Allocating Heap and Stack Memory

IP.com Disclosure Number: IPCOM000122041D
Original Publication Date: 1991-Oct-01
Included in the Prior Art Database: 2005-Apr-04
Document File: 2 page(s) / 76K

Publishing Venue

IBM

Related People

Kaleda, LV: AUTHOR

Abstract

This invention relates to a computer-implemented method for allocating heap and stack portions of memory during runtime execution of compiled code. The method steps comprise: (a) synchronizing allocation of storage under the stack manager; and (b) releasing the allocation (re FREEMAIN) only after the call return of an executable compiled sequence.

This text was extracted from an ASCII text file.
This is the abbreviated version, containing approximately 52% of the total text.

Allocating Heap and Stack Memory

      This invention relates to a computer-implemented method
for allocating heap and stack portions of memory during runtime
execution of compiled code.  The method steps comprise: (a)
synchronizing allocation of storage under the stack manager; and (b)
releasing the allocation (re FREEMAIN) only after the call return of
an executable compiled sequence.

      In theory, user data areas are established without regard to
the pattern of code invocation and use.  In practice, those data
areas are more closely related.  This implies that the user data
areas and the linkage stack, which is used to control program
invocation and use, can be more closely related.

      This invention suggests that each linkage stack frame include
the information used to control user data areas.

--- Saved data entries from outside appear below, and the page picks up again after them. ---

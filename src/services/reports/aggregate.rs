//! 评审答案聚合
//!
//! 纯函数：只消费预先连接好的 AnswerRecord / QuestionSpec，不触数据库。
//! 聚合口径：
//! - 选择题按选项文本计数，labels 顺序 = 选项创建顺序
//! - 量表题按固定词表计数，词表由 number_of_scale 决定（3/5/7 档）
//! - 数值题按评审者信心加权平均，"Your confidence" 本身不进报表
//! - 幻灯片批注按页号分组
//! - 未显式处理的题型静默跳过

use std::collections::HashMap;

use tracing::warn;

use crate::models::reports::entities::{AnswerRecord, QuestionSpec};
use crate::models::reports::responses::ChoiceAggregate;
use crate::models::surveys::entities::QuestionType;

/// 信心题的题目文本（数值聚合的权重来源，自身不进报表）
pub const CONFIDENCE_QUESTION_TEXT: &str = "Your confidence";

const SCALE_3: &[&str] = &["disagree", "neutral", "agree"];
const SCALE_5: &[&str] = &[
    "strongly disagree",
    "disagree",
    "neutral",
    "agree",
    "strongly agree",
];
const SCALE_7: &[&str] = &[
    "strongly disagree",
    "disagree",
    "weakly disagree",
    "neutral",
    "weakly agree",
    "agree",
    "strongly agree",
];

/// 量表词表
///
/// 未登记的档位返回空词表并打警告，这些答案会被丢弃但不会让报表崩溃。
pub fn scale_labels(number_of_scale: Option<i32>) -> Vec<String> {
    let labels: &[&str] = match number_of_scale {
        Some(3) => SCALE_3,
        Some(5) => SCALE_5,
        Some(7) => SCALE_7,
        other => {
            warn!(
                "Unknown scale size {:?}, answers for this question will be dropped",
                other
            );
            &[]
        }
    };
    labels.iter().map(|s| s.to_string()).collect()
}

/// 选择题聚合：分区标题 -> 题目文本 -> {labels, counts}
pub fn aggregate_multiple_choice(
    questions: &[QuestionSpec],
    answers: &[AnswerRecord],
) -> HashMap<String, HashMap<String, ChoiceAggregate>> {
    let mut sections: HashMap<String, HashMap<String, ChoiceAggregate>> = HashMap::new();

    for question in questions {
        let labels = match question.question_type {
            QuestionType::MultipleChoice | QuestionType::MultipleSelect => {
                question.option_choices.clone()
            }
            QuestionType::ScaleMultipleChoice => scale_labels(question.number_of_scale),
            _ => continue,
        };

        let mut counts = vec![0i64; labels.len()];
        for answer in answers {
            if answer.question_id != question.question_id {
                continue;
            }
            // 选择题按选项文本匹配，量表题按原始答案文本匹配词表；
            // 两种情况下找不到的答案都静默跳过
            if let Some(index) = labels.iter().position(|label| label == &answer.answer_text) {
                counts[index] += 1;
            }
        }

        sections
            .entry(question.section_title.clone())
            .or_default()
            .insert(question.question_text.clone(), ChoiceAggregate { labels, counts });
    }

    sections
}

/// 每个评审的信心权重（"Your confidence" 数值题的答案，缺失按 1 计）
pub fn confidence_by_review(answers: &[AnswerRecord]) -> HashMap<i64, f64> {
    let mut confidences = HashMap::new();
    for answer in answers {
        if answer.question_type == QuestionType::Number
            && answer.question_text == CONFIDENCE_QUESTION_TEXT
            && let Ok(value) = answer.answer_text.trim().parse::<f64>()
        {
            confidences.insert(answer.review_id, value);
        }
    }
    confidences
}

/// 数值题聚合：分区标题 -> 题目文本 -> 信心加权平均
///
/// 总信心为 0 的题目整体跳过（避免除零）。
pub fn aggregate_confidence_weighted_numeric(
    questions: &[QuestionSpec],
    answers: &[AnswerRecord],
) -> HashMap<String, HashMap<String, f64>> {
    let confidences = confidence_by_review(answers);
    let mut sections: HashMap<String, HashMap<String, f64>> = HashMap::new();

    for question in questions {
        if question.question_type != QuestionType::Number
            || question.question_text == CONFIDENCE_QUESTION_TEXT
        {
            continue;
        }

        let mut weighted_sum = 0.0;
        let mut total_confidence = 0.0;
        for answer in answers {
            if answer.question_id != question.question_id {
                continue;
            }
            let Ok(value) = answer.answer_text.trim().parse::<f64>() else {
                continue;
            };
            let confidence = confidences.get(&answer.review_id).copied().unwrap_or(1.0);
            weighted_sum += value * confidence;
            total_confidence += confidence;
        }

        if total_confidence == 0.0 {
            continue;
        }

        sections
            .entry(question.section_title.clone())
            .or_default()
            .insert(question.question_text.clone(), weighted_sum / total_confidence);
    }

    sections
}

/// 幻灯片批注聚合：分区标题 -> 题目文本 -> 页号 -> 批注列表
pub fn aggregate_slide_feedback(
    questions: &[QuestionSpec],
    answers: &[AnswerRecord],
) -> HashMap<String, HashMap<String, HashMap<String, Vec<String>>>> {
    let mut sections: HashMap<String, HashMap<String, HashMap<String, Vec<String>>>> =
        HashMap::new();

    for question in questions {
        if question.question_type != QuestionType::SlideReview {
            continue;
        }

        let mut pages: HashMap<String, Vec<String>> = HashMap::new();
        for answer in answers {
            if answer.question_id != question.question_id {
                continue;
            }
            let Some(page) = answer.page else {
                continue;
            };
            pages
                .entry(page.to_string())
                .or_default()
                .push(answer.answer_text.clone());
        }

        sections
            .entry(question.section_title.clone())
            .or_default()
            .insert(question.question_text.clone(), pages);
    }

    sections
}

/// 自由文本答案（题目文本维度的列表聚合）
pub fn aggregate_free_text(
    questions: &[QuestionSpec],
    answers: &[AnswerRecord],
) -> HashMap<String, HashMap<String, Vec<String>>> {
    let mut sections: HashMap<String, HashMap<String, Vec<String>>> = HashMap::new();

    for question in questions {
        if !question.question_type.is_free_text() {
            continue;
        }

        let texts: Vec<String> = answers
            .iter()
            .filter(|a| a.question_id == question.question_id)
            .filter(|a| !a.answer_text.trim().is_empty())
            .map(|a| a.answer_text.clone())
            .collect();

        sections
            .entry(question.section_title.clone())
            .or_default()
            .insert(question.question_text.clone(), texts);
    }

    sections
}

/// 收集进入关键词提取的文本
///
/// 口径：排除选择题家族（含量表题）和数值题，其余答案原文保留。
pub fn collect_free_text(answers: &[AnswerRecord]) -> Vec<String> {
    answers
        .iter()
        .filter(|a| {
            !a.question_type.is_choice()
                && a.question_type != QuestionType::ScaleMultipleChoice
                && a.question_type != QuestionType::Number
        })
        .filter(|a| !a.answer_text.trim().is_empty())
        .map(|a| a.answer_text.clone())
        .collect()
}

#[cfg(test)]
mod tests {
    use super::*;

    fn question(
        id: i64,
        section: &str,
        text: &str,
        question_type: QuestionType,
        number_of_scale: Option<i32>,
        options: &[&str],
    ) -> QuestionSpec {
        QuestionSpec {
            question_id: id,
            section_title: section.to_string(),
            question_text: text.to_string(),
            question_type,
            number_of_scale,
            option_choices: options.iter().map(|s| s.to_string()).collect(),
        }
    }

    fn answer(
        review_id: i64,
        question: &QuestionSpec,
        answer_text: &str,
        page: Option<i32>,
    ) -> AnswerRecord {
        AnswerRecord {
            review_id,
            question_id: question.question_id,
            section_title: question.section_title.clone(),
            question_text: question.question_text.clone(),
            question_type: question.question_type,
            number_of_scale: question.number_of_scale,
            answer_text: answer_text.to_string(),
            page,
        }
    }

    #[test]
    fn test_choice_labels_keep_creation_order() {
        // 选项按创建顺序 Red/Green/Blue，答案 Blue/Red/Blue
        let q = question(
            1,
            "Design",
            "Pick a color",
            QuestionType::MultipleChoice,
            None,
            &["Red", "Green", "Blue"],
        );
        let answers = vec![
            answer(1, &q, "Blue", None),
            answer(2, &q, "Red", None),
            answer(3, &q, "Blue", None),
        ];

        let result = aggregate_multiple_choice(&[q], &answers);
        let aggregate = &result["Design"]["Pick a color"];
        assert_eq!(aggregate.labels, vec!["Red", "Green", "Blue"]);
        assert_eq!(aggregate.counts, vec![1, 0, 2]);
    }

    #[test]
    fn test_scale_answer_counts_at_vocabulary_index() {
        // 5 档量表，"agree" 落在下标 3
        let q = question(
            1,
            "Quality",
            "The work is thorough",
            QuestionType::ScaleMultipleChoice,
            Some(5),
            &[],
        );
        let answers = vec![answer(1, &q, "agree", None)];

        let result = aggregate_multiple_choice(&[q], &answers);
        let aggregate = &result["Quality"]["The work is thorough"];
        assert_eq!(
            aggregate.labels,
            vec![
                "strongly disagree",
                "disagree",
                "neutral",
                "agree",
                "strongly agree"
            ]
        );
        assert_eq!(aggregate.counts, vec![0, 0, 0, 1, 0]);
    }

    #[test]
    fn test_unknown_scale_size_yields_empty_labels() {
        let q = question(
            1,
            "Quality",
            "Oddly scaled",
            QuestionType::ScaleMultipleChoice,
            Some(4),
            &[],
        );
        let answers = vec![answer(1, &q, "agree", None)];

        // 不崩溃，答案被丢弃
        let result = aggregate_multiple_choice(&[q], &answers);
        let aggregate = &result["Quality"]["Oddly scaled"];
        assert!(aggregate.labels.is_empty());
        assert!(aggregate.counts.is_empty());
    }

    #[test]
    fn test_unmatched_choice_answer_is_skipped() {
        let q = question(
            1,
            "Design",
            "Pick a color",
            QuestionType::MultipleChoice,
            None,
            &["Red", "Green"],
        );
        let answers = vec![answer(1, &q, "Purple", None), answer(2, &q, "Red", None)];

        let result = aggregate_multiple_choice(&[q], &answers);
        assert_eq!(result["Design"]["Pick a color"].counts, vec![1, 0]);
    }

    #[test]
    fn test_confidence_weighted_average() {
        // 信心 2 和 3 的评审分别打 80 和 90 -> (80*2 + 90*3) / 5 = 86
        let score = question(1, "Grades", "Overall score", QuestionType::Number, None, &[]);
        let confidence = question(
            2,
            "Grades",
            CONFIDENCE_QUESTION_TEXT,
            QuestionType::Number,
            None,
            &[],
        );
        let answers = vec![
            answer(1, &score, "80", None),
            answer(1, &confidence, "2", None),
            answer(2, &score, "90", None),
            answer(2, &confidence, "3", None),
        ];

        let result = aggregate_confidence_weighted_numeric(&[score, confidence], &answers);
        assert_eq!(result["Grades"]["Overall score"], 86.0);
        // 信心题本身不进报表
        assert!(!result["Grades"].contains_key(CONFIDENCE_QUESTION_TEXT));
    }

    #[test]
    fn test_missing_confidence_defaults_to_one() {
        let score = question(1, "Grades", "Overall score", QuestionType::Number, None, &[]);
        let answers = vec![answer(1, &score, "80", None), answer(2, &score, "90", None)];

        let result = aggregate_confidence_weighted_numeric(&[score], &answers);
        assert_eq!(result["Grades"]["Overall score"], 85.0);
    }

    #[test]
    fn test_zero_total_confidence_skips_question() {
        let score = question(1, "Grades", "Overall score", QuestionType::Number, None, &[]);
        let confidence = question(
            2,
            "Grades",
            CONFIDENCE_QUESTION_TEXT,
            QuestionType::Number,
            None,
            &[],
        );
        let answers = vec![
            answer(1, &score, "80", None),
            answer(1, &confidence, "0", None),
        ];

        let result = aggregate_confidence_weighted_numeric(&[score, confidence], &answers);
        assert!(result.is_empty());
    }

    #[test]
    fn test_slide_feedback_grouped_by_page() {
        let q = question(
            1,
            "Slides",
            "Slide comments",
            QuestionType::SlideReview,
            None,
            &[],
        );
        let answers = vec![
            answer(1, &q, "typo here", Some(2)),
            answer(2, &q, "nice chart", Some(2)),
            answer(1, &q, "unclear", Some(5)),
        ];

        let result = aggregate_slide_feedback(&[q], &answers);
        let pages = &result["Slides"]["Slide comments"];
        assert_eq!(pages["2"], vec!["typo here", "nice chart"]);
        assert_eq!(pages["5"], vec!["unclear"]);
        assert!(!pages.contains_key("1"));
    }

    #[test]
    fn test_free_text_policy_excludes_choice_and_number() {
        let essay = question(1, "Text", "Comments", QuestionType::Textarea, None, &[]);
        let choice = question(
            2,
            "Design",
            "Pick",
            QuestionType::MultipleChoice,
            None,
            &["A"],
        );
        let number = question(3, "Grades", "Score", QuestionType::Number, None, &[]);
        let answers = vec![
            answer(1, &essay, "well organized", None),
            answer(1, &choice, "A", None),
            answer(1, &number, "95", None),
            answer(2, &essay, "  ", None),
        ];

        let texts = collect_free_text(&answers);
        assert_eq!(texts, vec!["well organized"]);
    }
}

The stack manager
then uses this information to assist in allocating and deallocating
the user data areas in a user data stack.  This is in contrast to the
current methodologies used by PL/I, C, and APL, for example.  These
languages manage the user data areas independently of the stack
manager, and each language has developed its own approach for
management of this storage.

      Use of this invention would allow such languages to take
advantage of a consistent approach to user area management.  One
consistent approach allows the use of additional resources for
improvements, such as code optimization, because the cost is then
shared through use in multiple products.  Use of this invention would
also allow the programmer to use the regular stack manager for
control and management of the user data areas.  This would free the
programmer from managing the user data areas as a separate task
needing attention.  It would also replace 2 space managers (linkage
stack and user data) with just one, the linkage stack manager.

      The invention would not b...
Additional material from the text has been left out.